Federal income tax law does not consider the proceeds of borrowings to be income, primarily because of the existence of the borrower's obligation to repay the borrowed funds. However, when that obligation is eliminated or reduced (e.g., by forgiveness, satisfaction at less than face or repurchase at a discount), assets of the borrower are "freed up" from the claims of creditors and the borrower generally realizes "cancellation of indebtedness" income. Consistent with the "freeing of assets" theory, no cancellation of indebtedness income is realized if the borrower remains insolvent after the cancellation or is in bankruptcy. Congress has added other exceptions over the years; for example, a taxpayer may elect to exclude cancellation of indebtedness income arising with respect to qualified real property business indebtedness, but the taxpayer must then reduce the tax basis of depreciable real property by the amount so excluded.

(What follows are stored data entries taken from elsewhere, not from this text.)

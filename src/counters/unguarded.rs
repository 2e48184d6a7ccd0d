use std::collections::HashMap;
use std::sync::atomic::{AtomicU64, Ordering};
use std::sync::{Arc, PoisonError, RwLock};
use std::thread;

use crate::counters::{CounterMode, CounterStore};

/// Counters whose increments are a plain load followed by a plain store.
///
/// The map of slots is still guarded so that creating a slot for a new
/// path cannot corrupt it. The count inside a slot is not: two callers that
/// load the same value both store `value + 1`, and one increment is lost.
/// Loads and stores are atomic, so the hazard is a wrong total and never
/// undefined behavior.
#[derive(Debug, Default)]
pub struct UnguardedCounters {
    slots: RwLock<HashMap<String, Arc<AtomicU64>>>,
}

impl UnguardedCounters {
    pub fn new() -> Self {
        Self::default()
    }

    fn slot(&self, path: &str) -> Arc<AtomicU64> {
        if let Some(slot) = self
            .slots
            .read()
            .unwrap_or_else(PoisonError::into_inner)
            .get(path)
        {
            return Arc::clone(slot);
        }

        let mut slots = self.slots.write().unwrap_or_else(PoisonError::into_inner);
        Arc::clone(slots.entry(path.to_string()).or_default())
    }
}

impl CounterStore for UnguardedCounters {
    fn increment(&self, path: &str) {
        let slot = self.slot(path);
        let seen = slot.load(Ordering::Relaxed);
        // Widen the gap between read and write so overlapping increments
        // actually interleave.
        thread::yield_now();
        slot.store(seen + 1, Ordering::Relaxed);
    }

    fn get(&self, path: &str) -> u64 {
        self.slots
            .read()
            .unwrap_or_else(PoisonError::into_inner)
            .get(path)
            .map(|slot| slot.load(Ordering::Relaxed))
            .unwrap_or(0)
    }

    fn snapshot(&self) -> HashMap<String, u64> {
        self.slots
            .read()
            .unwrap_or_else(PoisonError::into_inner)
            .iter()
            .map(|(path, slot)| (path.clone(), slot.load(Ordering::Relaxed)))
            .collect()
    }

    fn mode(&self) -> CounterMode {
        CounterMode::Race
    }
}
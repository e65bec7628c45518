// SPDX-License-Identifier: AGPL-3.0-or-later
//
// Copyright (C) 2025 Daniel Negri
//
// This program is free software: you can redistribute it and/or modify
// it under the terms of the GNU Affero General Public License as published by
// the Free Software Foundation, either version 3 of the License, or
// (at your option) any later version.
//
// This program is distributed in the hope that it will be useful,
// but WITHOUT ANY WARRANTY; without even the implied warranty of
// MERCHANTABILITY or FITNESS FOR A PARTICULAR PURPOSE. See the
// GNU Affero General Public License for more details.
//
// You should have received a copy of the GNU Affero General Public License
// along with this program. If not, see <https://www.gnu.org/licenses/>.

//! Core identifier types for products, transactions and their collaborators.

use serde::{Deserialize, Serialize};
use std::fmt;
use uuid::Uuid;

macro_rules! numeric_id {
    ($(#[$meta:meta])* $name:ident) => {
        $(#[$meta])*
        #[derive(Debug, Clone, Copy, PartialEq, Eq, PartialOrd, Ord, Hash, Deserialize, Serialize)]
        #[serde(transparent)]
        pub struct $name(pub u32);

        impl fmt::Display for $name {
            fn fmt(&self, f: &mut fmt::Formatter<'_>) -> fmt::Result {
                write!(f, "{}", self.0)
            }
        }
    };
}

numeric_id!(
    /// Caller identity. Ownership checks compare this against
    /// [`FinancialProduct::owner`](crate::FinancialProduct::owner).
    UserId
);

numeric_id!(
    /// Unique identifier for a financial product (cash, account, card, loan).
    ProductId
);

numeric_id!(
    /// Unique identifier for a transaction record.
    ///
    /// Assigned by the store when a record is inserted. Ids are never reused,
    /// even after the record is deleted.
    TransactionId
);

numeric_id!(
    /// Institution (bank, card issuer) a product belongs to.
    InstitutionId
);

numeric_id!(
    /// Spending category, owned by the external category store.
    CategoryId
);

numeric_id!(
    /// Monthly statement a record was reconciled into.
    StatementId
);

/// Identifier shared by every record of one installment purchase.
#[derive(Debug, Clone, Copy, PartialEq, Eq, PartialOrd, Ord, Hash, Deserialize, Serialize)]
#[serde(transparent)]
pub struct InstallmentGroupId(pub Uuid);

impl InstallmentGroupId {
    pub fn new() -> Self {
        Self(Uuid::new_v4())
    }
}

impl Default for InstallmentGroupId {
    fn default() -> Self {
        Self::new()
    }
}

impl fmt::Display for InstallmentGroupId {
    fn fmt(&self, f: &mut fmt::Formatter<'_>) -> fmt::Result {
        write!(f, "{}", self.0)
    }
}
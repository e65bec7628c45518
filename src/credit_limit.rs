// SPDX-License-Identifier: AGPL-3.0-or-later
//
// Copyright (C) 2025 Daniel Negri
//
// This program is free software: you can redistribute it and/or modify
// it under the terms of the GNU Affero General Public License as published by
// the Free Software Foundation, either version 3 of the License, or
// (at your option) any later version.
//
// This program is distributed in the hope that it will be useful,
// but WITHOUT ANY WARRANTY; without even the implied warranty of
// MERCHANTABILITY or FITNESS FOR A PARTICULAR PURPOSE. See the
// GNU Affero General Public License for more details.
//
// You should have received a copy of the GNU Affero General Public License
// along with this program. If not, see <https://www.gnu.org/licenses/>.

//! Credit limit calculation.
//!
//! Limit fields hold the *remaining* capacity of a pool: charges decrement
//! them, payments and reversals give capacity back. The functions here are
//! pure; they receive the product that owns the pool, which for a
//! shared-limit card is a sibling resolved by the store.
//!
//! | Card configuration | Single-payment charge | Installment charge |
//! |--------------------|-----------------------|--------------------|
//! | split pools | `limit_single_payment` | `limit_installments` |
//! | split pool unset | legacy `limit` | legacy `limit` |
//! | `unified_limit` | both fields together | both fields together |
//! | no limit fields | unchecked | unchecked |
//!
//! Available credit is the remaining value of the selected pool. The card
//! balance is not added on top: every charge already decremented the pool, so
//! adding the debt again would count it twice. Both cards sharing a pool
//! report the same availability.

use crate::LedgerError;
use crate::product::{FinancialProduct, LimitField};
use crate::transaction::Transaction;
use rust_decimal::Decimal;
use serde::Serialize;
use std::fmt;

/// Pool named in [`LedgerError::InsufficientLimit`].
#[derive(Debug, Clone, Copy, PartialEq, Eq, Hash, Serialize)]
#[serde(rename_all = "snake_case")]
pub enum LimitPool {
    SinglePayment,
    Installments,
    Unified,
    Legacy,
}

impl fmt::Display for LimitPool {
    fn fmt(&self, f: &mut fmt::Formatter<'_>) -> fmt::Result {
        let name = match self {
            Self::SinglePayment => "single-payment",
            Self::Installments => "installments",
            Self::Unified => "unified",
            Self::Legacy => "legacy",
        };
        f.write_str(name)
    }
}

#[derive(Debug, Clone, Copy, PartialEq, Eq)]
pub enum ChargeKind {
    SinglePayment,
    Installments,
}

impl ChargeKind {
    pub fn of(transaction: &Transaction) -> Self {
        if transaction.is_installment() {
            Self::Installments
        } else {
            Self::SinglePayment
        }
    }
}

/// The pool a charge draws on, resolved against its owning product.
#[derive(Debug, Clone, PartialEq, Eq)]
pub struct PoolSelection {
    pub pool: LimitPool,
    pub available: Decimal,
    fields: Vec<LimitField>,
}

impl PoolSelection {
    pub fn fields(&self) -> &[LimitField] {
        &self.fields
    }
}

/// Resolves the pool of `owner` that a charge of `kind` draws on.
///
/// Returns `None` when the owner enforces no limit for this kind of charge.
pub fn select_pool(owner: &FinancialProduct, kind: ChargeKind) -> Option<PoolSelection> {
    if !owner.has_limits() {
        return None;
    }

    if owner.unified_limit {
        let mut fields: Vec<LimitField> = [LimitField::SinglePayment, LimitField::Installments]
            .into_iter()
            .filter(|field| owner.limit_value(*field).is_some())
            .collect();
        if fields.is_empty() {
            fields.push(LimitField::Legacy);
        }
        // Both fields track the same pool; the smaller one is authoritative if
        // they ever drift apart.
        let available = fields.iter().filter_map(|field| owner.limit_value(*field)).min()?;
        return Some(PoolSelection {
            pool: LimitPool::Unified,
            available,
            fields,
        });
    }

    let (field, pool) = match kind {
        ChargeKind::SinglePayment => (LimitField::SinglePayment, LimitPool::SinglePayment),
        ChargeKind::Installments => (LimitField::Installments, LimitPool::Installments),
    };
    match (owner.limit_value(field), owner.limit) {
        (Some(available), _) => Some(PoolSelection {
            pool,
            available,
            fields: vec![field],
        }),
        (None, Some(available)) => Some(PoolSelection {
            pool: LimitPool::Legacy,
            available,
            fields: vec![LimitField::Legacy],
        }),
        (None, None) => None,
    }
}

/// Fails with [`LedgerError::InsufficientLimit`] when `required` exceeds the pool.
pub fn ensure_available(selection: &PoolSelection, required: Decimal) -> Result<(), LedgerError> {
    if selection.available < required {
        return Err(LedgerError::InsufficientLimit {
            available: selection.available,
            required,
            pool: selection.pool,
        });
    }
    Ok(())
}

/// Moves every field backing `selection` by `delta` (negative for a charge).
pub fn apply(owner: &mut FinancialProduct, selection: &PoolSelection, delta: Decimal) -> Result<(), LedgerError> {
    for field in &selection.fields {
        owner.adjust_limit(*field, delta)?;
    }
    Ok(())
}

/// Credit still available for a charge of `kind`; `None` means unlimited.
pub fn available_credit(owner: &FinancialProduct, kind: ChargeKind) -> Option<Decimal> {
    select_pool(owner, kind).map(|selection| selection.available)
}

Cancellation of indebtedness income can arise when a borrower satisfies outstanding indebtedness for cash, by the issuance of new debt or through the issuance of its own stock (if the borrower is a corporation) or capital or profits interests (if a partnership) or when a corporate shareholder contributes the corporation's debt to capital. Acquisition of outstanding debt by certain parties related to the borrower from a holder not so related is treated as acquisition of the debt by the borrower. In addition, a "significant modification" of a debt instrument is treated as a constructive exchange of the original, "old" debt instrument for the modified, "new" debt instrument. The rules for what constitutes a significant modification are complex and contain many exceptions but, in general, a material change in yield, term or security will usually constitute a significant modification.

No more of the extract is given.